A Few Thoughts by John Nalivka – on cattle weights, hog weights, and fish weights

I am a fly fisherman and obviously, the goal is landing big trout. So, what does this have to do with the beef industry? Did Nalivka just finally run out of topics concerning the beef industry and decide to write about fishing? No, I haven’t reached that point yet, but I did come across an article in the Wall Street Journal (Mike Cherney, June 14, 2020) this week that was related to an important current issue with the beef industry – weights.

As it turns out, a fish farm in Australia which raises barramundi, a white fish, has had to deal with fish growing larger than the ideal size to fit the plate (1.8 lbs.) as the result of restaurant closures. According to the article, it takes 8 months to grow barramundi to that ideal weight and by mid-May, there were fish that were already over 2 lbs. Another fish farm in New York grows steelhead trout to a target weight of 7 pounds (well below our target weight for a fly rod!) and faced a similar problem. This probably all sounds familiar – coronavirus, plant closures, sharply reduced cattle slaughter, issues in managing gain, and market-ready cattle standing in the feedlot and reaching record carcass weights. While it may seem like a stretch to relate fish weights to cattle weights or hog weights, the core problems are the same, from the standpoint of both production and marketing.

Weight is yield and price times quantity equals revenue. Economics and yield go hand in hand. But, as with the fish farms mentioned above, the beef industry must constantly keep the consumer in mind. We all know how quickly those heavier cattle add to the production of beef that must clear the market and historically at lower prices. The industry may face the same problem with the current backlog of cattle and hogs – however many cattle or hogs that may be.
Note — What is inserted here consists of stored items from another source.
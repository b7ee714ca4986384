//! Route definitions for `/clients` and `/suppliers`.

use axum::routing::get;
use axum::Router;

use crate::handlers::directory;
use crate::state::AppState;

/// Routes mounted at `/clients`.
///
/// ```text
/// GET    /                          -> list_clients (?q=)
/// POST   /                          -> create_client
/// GET    /{id}                      -> get_client
/// PUT    /{id}                      -> update_client
/// DELETE /{id}                      -> delete_client
/// ```
pub fn clients_router() -> Router<AppState> {
    Router::new()
        .route(
            "/",
            get(directory::list_clients).post(directory::create_client),
        )
        .route(
            "/{id}",
            get(directory::get_client)
                .put(directory::update_client)
                .delete(directory::delete_client),
        )
}

/// Routes mounted at `/suppliers`; same shape as [`clients_router`].
pub fn suppliers_router() -> Router<AppState> {
    Router::new()
        .route(
            "/",
            get(directory::list_suppliers).post(directory::create_supplier),
        )
        .route(
            "/{id}",
            get(directory::get_supplier)
                .put(directory::update_supplier)
                .delete(directory::delete_supplier),
        )
}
But, in addition, it is imperative to keep in mind that much like the barramundi and steelhead fitting the plate, beef cuts must continue to fit consumer demand, both in term of the size and quality of the cuts. Now is the time to not only sharpen the focus on consumer demand, but also assessing marketing programs that will create the greatest opportunity to capture the greatest value from your calf crop.